Kiedy wyszłam zza parawanu Lux mierzyła mnie wzrokiem.

- Ujdzie.- powiedziała.- Zostaw twoje rękawice, bo ci pasują. Idź przygotuj mi kąpiel.

Lux wskazała palcem, że łazienka jest połączona z jej pokojem. Kiedy otworzyłam drzwi. Przyznam, że mnie zatkało. Gigantyczna łazienka. Wielka wanna. I tysiąc pięćset sto dziewięćset olejków do mycia. Ustawiłam aby z kranu lał się wrzątek. Później dodałam trochę zimnej wody i zawołałam Lux.

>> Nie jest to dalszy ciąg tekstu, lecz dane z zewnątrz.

//! Project settings (`<dir>/config.json`) and the local schema file.

use schemasync_schema::{parse_schema, Schema, SchemaError, SchemaFormat};
use serde::Deserialize;
use std::fs;
use std::io;
use std::path::{Path, PathBuf};
use thiserror::Error;

/// File name of the project settings inside the project directory.
pub const SETTINGS_FILE: &str = "config.json";

/// Errors reading the project settings or schema file.
#[derive(Error, Debug)]
pub enum SettingsError {
    /// The project directory is missing.
    #[error("Directory `{0}` doesn't exist. Create it with a config.json first")]
    MissingDir(PathBuf),

    /// A file could not be read.
    #[error("reading `{path}`: {source}")]
    Read {
        /// File being read.
        path: PathBuf,
        /// Underlying error.
        source: io::Error,
    },

    /// The settings file is not valid JSON.
    #[error("parsing `{path}`: {source}")]
    Parse {
        /// File being parsed.
        path: PathBuf,
        /// Underlying error.
        source: serde_json::Error,
    },

    /// `schemaFileFormat` is neither `json` nor `yaml`.
    #[error("the schemaFileFormat setting must be either `json` or `yaml`")]
    BadFormat,

    /// `workspaceID` is empty.
    #[error("workspaceID is missing from settings")]
    MissingWorkspace,

    /// `dbName` is empty.
    #[error("dbName is missing from settings")]
    MissingDatabase,

    /// The schema file does not exist.
    #[error("Schema file {0} doesn't exist. Pull it from a branch or write one first")]
    MissingSchema(PathBuf),

    /// The schema file is invalid.
    #[error(transparent)]
    Schema(#[from] SchemaError),
}

#[derive(Debug, Deserialize)]
#[serde(rename_all = "camelCase")]
struct SettingsFile {
    #[serde(default)]
    schema_file_format: String,
    #[serde(default)]
    db_name: String,
    #[serde(default, rename = "workspaceID")]
    workspace_id: String,
}

/// Validated project settings.
#[derive(Debug, Clone, PartialEq, Eq)]
pub struct Settings {
    dir: PathBuf,
    /// Encoding of the schema file.
    pub format: SchemaFormat,
    /// Database name.
    pub db_name: String,
    workspace_id: String,
}

impl Settings {
    /// Reads `<dir>/config.json`.
    pub fn read(dir: &Path) -> Result<Self, SettingsError> {
        if !dir.exists() {
            return Err(SettingsError::MissingDir(dir.to_path_buf()));
        }
        let path = dir.join(SETTINGS_FILE);
        let bytes = fs::read(&path).map_err(|source| SettingsError::Read {
            path: path.clone(),
            source,
        })?;
        let file: SettingsFile =
            serde_json::from_slice(&bytes).map_err(|source| SettingsError::Parse { path, source })?;

        let format = file
            .schema_file_format
            .parse::<SchemaFormat>()
            .map_err(|_| SettingsError::BadFormat)?;
        if file.db_name.is_empty() {
            return Err(SettingsError::MissingDatabase);
        }

        Ok(Self {
            dir: dir.to_path_buf(),
            format,
            db_name: file.db_name,
            workspace_id: file.workspace_id,
        })
    }

    /// Workspace id; required by every command talking to the service.
    pub fn workspace_id(&self) -> Result<&str, SettingsError> {
        if self.workspace_id.is_empty() {
            return Err(SettingsError::MissingWorkspace);
        }
        Ok(&self.workspace_id)
    }

    /// Path of the schema file for the configured format.
    pub fn schema_path(&self) -> PathBuf {
        self.dir.join(self.format.file_name())
    }

    /// Reads and validates the local schema file.
    pub fn read_schema(&self) -> Result<Schema, SettingsError> {
        let path = self.schema_path();
        let bytes = match fs::read(&path) {
            Ok(bytes) => bytes,
            Err(e) if e.kind() == io::ErrorKind::NotFound => {
                return Err(SettingsError::MissingSchema(path))
            }
            Err(source) => return Err(SettingsError::Read { path, source }),
        };
        Ok(parse_schema(&bytes, self.format)?)
    }
}

#[cfg(test)]
mod tests {
    use super::*;
    use tempfile::tempdir;

    fn write_settings(dir: &Path, body: &str) {
        fs::write(dir.join(SETTINGS_FILE), body).unwrap();
    }

    #[test]
    fn reads_valid_settings() {
        let dir = tempdir().unwrap();
        write_settings(
            dir.path(),
            r#"{"schemaFileFormat":"yaml","dbName":"blog","workspaceID":"acme-1234"}"#,
        );

        let settings = Settings::read(dir.path()).unwrap();
        assert_eq!(settings.format, SchemaFormat::Yaml);
        assert_eq!(settings.db_name, "blog");
        assert_eq!(settings.workspace_id().unwrap(), "acme-1234");
        assert_eq!(settings.schema_path(), dir.path().join("schema.yaml"));
    }

    #[test]
    fn rejects_unknown_format() {
        let dir = tempdir().unwrap();
        write_settings(dir.path(), r#"{"schemaFileFormat":"toml","dbName":"blog"}"#);
        assert!(matches!(Settings::read(dir.path()), Err(SettingsError::BadFormat)));
    }

    #[test]
    fn missing_workspace_is_reported_on_use() {
        let dir = tempdir().unwrap();
        write_settings(dir.path(), r#"{"schemaFileFormat":"json","dbName":"blog"}"#);
        let settings = Settings::read(dir.path()).unwrap();
        let err = settings.workspace_id().unwrap_err();
        assert_eq!(err.to_string(), "workspaceID is missing from settings");
    }

    #[test]
    fn missing_directory_and_schema() {
        let dir = tempdir().unwrap();
        assert!(matches!(
            Settings::read(&dir.path().join("nope")),
            Err(SettingsError::MissingDir(_))
        ));

        write_settings(dir.path(), r#"{"schemaFileFormat":"json","dbName":"blog"}"#);
        let settings = Settings::read(dir.path()).unwrap();
        assert!(matches!(
            settings.read_schema(),
            Err(SettingsError::MissingSchema(_))
        ));
    }

    #[test]
    fn reads_schema_file() {
        let dir = tempdir().unwrap();
        write_settings(dir.path(), r#"{"schemaFileFormat":"json","dbName":"blog"}"#);
        fs::write(
            dir.path().join("schema.json"),
            r#"{"formatVersion":"1.0","tables":[{"name":"posts","columns":[{"name":"title","type":"string"}]}]}"#,
        )
        .unwrap();

        let schema = Settings::read(dir.path()).unwrap().read_schema().unwrap();
        assert_eq!(schema.tables[0].name, "posts");
    }
}
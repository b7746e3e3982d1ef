//! Dump a branch, given by URL, into a new directory.

use super::Context;
use crate::http_client::connect_url;
use schemasync_engine::Exporter;
use schemasync_protocol::BranchUrl;
use std::io;
use std::path::Path;

/// Runs the dump command.
pub fn run(ctx: &Context, branch_url: &str, output: &Path) -> Result<(), Box<dyn std::error::Error>> {
    let url = BranchUrl::parse(branch_url).map_err(|e| format!("Invalid branch URL: {}", e))?;
    let branch = url.branch_ref()?;
    let remote = connect_url(&ctx.http, &url.base_url)?;

    let summary = Exporter::new(&remote, &ctx.engine).dump_branch(&branch, output, &mut io::stdout())?;
    let records: usize = summary.tables.iter().map(|t| t.records).sum();
    println!(
        "Dumped {} records from {} tables of [{}]",
        records,
        summary.tables.len(),
        branch
    );
    Ok(())
}
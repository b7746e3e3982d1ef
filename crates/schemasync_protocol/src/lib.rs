//! # SchemaSync Protocol
//!
//! Request and response shapes of the branch-versioned database service.
//!
//! This crate provides:
//! - `BranchRef` and `BranchUrl` locators
//! - `MigrationPlan` / `Migration` diffs with ordered maps
//! - Migration history pages with fork ("started from") markers
//! - Record query pages and cursors
//! - Branch and database management messages
//!
//! This is a pure protocol crate with no I/O operations.

#![deny(unsafe_code)]
#![warn(missing_docs)]

mod branch;
mod error;
mod messages;
mod migration;

pub use branch::{BranchRef, BranchUrl};
pub use error::{ProtocolError, ProtocolResult};
pub use messages::{
    BranchDetails, BranchListing, BranchMetadata, BranchSummary, BulkInsertRequest,
    CreateBranchRequest, CreateDatabaseRequest, ErrorBody, HistoryPage, HistoryRequest,
    PageConfig, PageInfo, QueryMeta, QueryPage, QueryRequest, Record, ID_FIELD, META_FIELD,
};
pub use migration::{
    ColumnMigration, Migration, MigrationPlan, StartedFrom, TableMigration, TableRename,
};
//! # SchemaSync Engine
//!
//! Schema migration and bulk data sync against a branch-versioned database.
//!
//! This crate provides:
//! - The two-phase migration protocol (compute plan, confirm, stamp, apply)
//! - Plain-text rendering of migration diffs and history entries
//! - Lineage walks over migration history across branch forks
//! - Paginated export of a branch to line-delimited files, and streaming import
//! - Backup-guarded pull of a branch schema into the local schema file
//! - Random record generation for development branches
//! - HTTP transport abstraction with a scripted mock for tests
//!
//! ## Architecture
//!
//! Every operation talks to the service through [`RemoteService`] and asks the
//! user through [`DecisionProvider`]. Both are injected, so the engine performs
//! no terminal or network I/O of its own. Progress lines are written to a
//! caller-supplied `io::Write`; diagnostics go through `tracing`.
//!
//! ## Key Invariants
//!
//! - An empty plan is never applied
//! - A plan is stamped after confirmation and right before it is applied
//! - Requests of a paginated transfer are strictly sequential
//! - An overwritten schema file always leaves a byte-identical backup

#![deny(unsafe_code)]
#![warn(missing_docs)]

mod branches;
mod cancel;
mod config;
mod decision;
mod error;
mod export;
mod http;
mod import;
mod lineage;
mod migrate;
mod pull;
mod random_data;
mod render;
mod transport;

pub use branches::{create_branch, ensure_branch_exists, resolve_deploy_branch};
pub use cancel::CancelToken;
pub use config::EngineConfig;
pub use decision::{Answer, Approval, DecisionProvider, NonInteractive, ScriptedDecisions};
pub use error::{SyncError, SyncResult};
pub use export::{table_file, ExportSummary, Exporter, TableExport, DUMP_SCHEMA_FILE, TABLE_FILE_EXTENSION};
pub use http::{HttpClient, HttpRemote, HttpResponse, Method};
pub use import::{read_dump_schema, strip_links, ImportSummary, Importer, TableImport};
pub use lineage::{LineageEntry, LineageWalker};
pub use migrate::{stamp, MigrationOutcome, MigrationState, Migrator, Provenance, CONFIRM_PROMPT};
pub use pull::{backup_path, pull_schema, PullSummary, SchemaFileGuard};
pub use random_data::{generate_record, seed_tables};
pub use render::{render_history_entry, render_migration, render_origin};
pub use transport::{MockRemote, RemoteCall, RemoteService};
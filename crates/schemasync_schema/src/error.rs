//! Error types for the schema crate.

use thiserror::Error;

/// Result type for schema operations.
pub type SchemaResult<T> = Result<T, SchemaError>;

/// Errors that can occur while parsing, validating or serializing a schema.
#[derive(Error, Debug)]
pub enum SchemaError {
    /// The JSON document could not be parsed or produced.
    #[error("json: {0}")]
    Json(#[from] serde_json::Error),

    /// The YAML document could not be parsed or produced.
    #[error("yaml: {0}")]
    Yaml(#[from] serde_yaml::Error),

    /// A column type token is not one of the known types.
    #[error("invalid column type [{0}]")]
    InvalidColumnType(String),

    /// A schema format name is not `json` or `yaml`.
    #[error("unknown schema format `{0}`, expected `json` or `yaml`")]
    UnknownFormat(String),

    /// A database, branch, table or column name is not a valid identifier.
    #[error("invalid {kind} name `{name}`")]
    InvalidIdentifier {
        /// What the identifier names (table, column, branch, ...).
        kind: &'static str,
        /// The rejected name.
        name: String,
    },

    /// Two tables share a name.
    #[error("duplicate table `{0}`")]
    DuplicateTable(String),

    /// Two columns of the same table (or object) share a name.
    #[error("duplicate column `{column}` in table `{table}`")]
    DuplicateColumn {
        /// Table holding the column.
        table: String,
        /// Column name.
        column: String,
    },

    /// A column carries settings that do not match its type.
    #[error("column `{column}` in table `{table}`: {message}")]
    InvalidColumn {
        /// Table holding the column.
        table: String,
        /// Column name.
        column: String,
        /// What is wrong with it.
        message: String,
    },
}

impl SchemaError {
    /// Creates an invalid identifier error.
    pub fn invalid_identifier(kind: &'static str, name: impl Into<String>) -> Self {
        Self::InvalidIdentifier {
            kind,
            name: name.into(),
        }
    }

    /// Creates an invalid column error.
    pub fn invalid_column(
        table: impl Into<String>,
        column: impl Into<String>,
        message: impl Into<String>,
    ) -> Self {
        Self::InvalidColumn {
            table: table.into(),
            column: column.into(),
            message: message.into(),
        }
    }
}

#[cfg(test)]
mod tests {
    use super::*;

    #[test]
    fn error_display() {
        let err = SchemaError::InvalidColumnType("uuid".into());
        assert_eq!(err.to_string(), "invalid column type [uuid]");

        let err = SchemaError::invalid_identifier("branch", "bad/name");
        assert_eq!(err.to_string(), "invalid branch name `bad/name`");

        let err = SchemaError::invalid_column("users", "team", "link column without target");
        assert!(err.to_string().contains("users"));
        assert!(err.to_string().contains("team"));
    }
}
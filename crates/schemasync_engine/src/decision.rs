//! Interactive decisions (confirmations and choices).

use crate::error::{SyncError, SyncResult};
use parking_lot::Mutex;
use std::collections::VecDeque;

/// Source of user decisions.
///
/// The engine never reads a terminal itself: every confirmation and choice
/// goes through this trait so sessions without a user can refuse to guess.
pub trait DecisionProvider {
    /// Returns true if a user can answer prompts.
    fn is_interactive(&self) -> bool;

    /// Asks a yes/no question.
    fn confirm(&self, prompt: &str, default: bool) -> SyncResult<bool>;

    /// Asks the user to pick one of `options`.
    fn select(&self, prompt: &str, options: &[String], default: Option<&str>) -> SyncResult<String>;
}

/// Whether a migration needs confirmation before it is applied.
#[derive(Debug, Clone, Copy, PartialEq, Eq)]
pub enum Approval {
    /// Ask the decision provider.
    Prompt,
    /// Apply without asking.
    AutoApprove,
}

/// Decision provider for sessions without a user; every prompt fails.
#[derive(Debug, Clone, Copy, Default)]
pub struct NonInteractive;

impl DecisionProvider for NonInteractive {
    fn is_interactive(&self) -> bool {
        false
    }

    fn confirm(&self, prompt: &str, _default: bool) -> SyncResult<bool> {
        Err(SyncError::validation(format!(
            "cannot ask \"{}\" in a non-interactive session",
            prompt
        )))
    }

    fn select(&self, prompt: &str, _options: &[String], _default: Option<&str>) -> SyncResult<String> {
        Err(SyncError::validation(format!(
            "cannot ask \"{}\" in a non-interactive session",
            prompt
        )))
    }
}

/// A scripted answer.
#[derive(Debug, Clone, PartialEq, Eq)]
pub enum Answer {
    /// Answer to [`DecisionProvider::confirm`].
    Confirm(bool),
    /// Answer to [`DecisionProvider::select`].
    Select(String),
}

/// Decision provider that replays scripted answers, for testing.
#[derive(Debug, Default)]
pub struct ScriptedDecisions {
    answers: Mutex<VecDeque<Answer>>,
    prompts: Mutex<Vec<String>>,
}

impl ScriptedDecisions {
    /// Creates a provider that will give `answers` in order.
    pub fn new(answers: impl IntoIterator<Item = Answer>) -> Self {
        Self {
            answers: Mutex::new(answers.into_iter().collect()),
            prompts: Mutex::new(Vec::new()),
        }
    }

    /// Returns the prompts asked so far.
    pub fn prompts(&self) -> Vec<String> {
        self.prompts.lock().clone()
    }

    /// Returns true once every scripted answer was consumed.
    pub fn is_exhausted(&self) -> bool {
        self.answers.lock().is_empty()
    }

    fn next(&self, prompt: &str) -> SyncResult<Answer> {
        self.prompts.lock().push(prompt.to_string());
        self.answers
            .lock()
            .pop_front()
            .ok_or_else(|| SyncError::validation(format!("no scripted answer for \"{}\"", prompt)))
    }
}

impl DecisionProvider for ScriptedDecisions {
    fn is_interactive(&self) -> bool {
        true
    }

    fn confirm(&self, prompt: &str, _default: bool) -> SyncResult<bool> {
        match self.next(prompt)? {
            Answer::Confirm(yes) => Ok(yes),
            other => Err(SyncError::validation(format!(
                "expected a confirmation for \"{}\", got {:?}",
                prompt, other
            ))),
        }
    }

    fn select(&self, prompt: &str, options: &[String], _default: Option<&str>) -> SyncResult<String> {
        match self.next(prompt)? {
            Answer::Select(choice) if options.contains(&choice) => Ok(choice),
            other => Err(SyncError::validation(format!(
                "invalid scripted choice for \"{}\": {:?}",
                prompt, other
            ))),
        }
    }
}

Kiedy wyszłam, miałam dużo czasu dla siebie. Dobrze, że ona nie chciała abym ją ubierała ani kąpała. Przejrzałam się w lustrze. Dobrze, że nic nie wie o nożach wysuwanych z "pasujących" rękawic. Pochodziłam trochę po korytarzach. Pewnie są tu jakieś tajne skrytki lub tunele.

Później...

Lux chciała wyjechać na spotkanie bratu, który wracał na kilka dni z frontu. Powiedziała o swoim pomyśle Jarvanowi. On zgodził się, ale ja i dwóch żołnierzy miało z nią jechać.

Mijaliśmy już chyba pięćdziesiąte drzewo, a po Granie ni widu ni słychu. Zatłukę tego debila. Tak. Powyrywam mu ręcę, później je przyszyje i znowu powyrywam. Byliśmy daleko od zamku. Wtedy nagle zza krzaków wyskoczyła zgraja bandytów.

- Chronić Lux szeregowy!- krzyknął Łysolek, ale " szeregowy" był w to wszystko wtajemniczony i zaczął tłuc swojego dowódcę. Lux zeszła z konia i zamierzała się poddać. Nie tego już za wiele.-pomyślałam i wysunęłam noże z mojej rękawicy. Mężczyźni śmiali się ze mnie, a jeden miał co do mnie okropne plany. Zamachnął się swoim toporem. Ledwo udało mi się wykonać unik. Zrobiłam to trochę nie sfornie. Mężczyzna znowu wziął zamach, ale mój fikołek do tyłu uchronił mnie. Podbiegłam do niego i nasze bronie się skrzyżowały. Przeciwnik był silniejszy ode mnie, ale ja byłam cwańsza. Zrobiłam przewrót w bok, a on natychmiast stracił równowagę. Zaatakowałam jego plecy, a on wrzasnął z bólu. Był coraz bardziej wkurzony. Jego kolejne zamachy były bezradne.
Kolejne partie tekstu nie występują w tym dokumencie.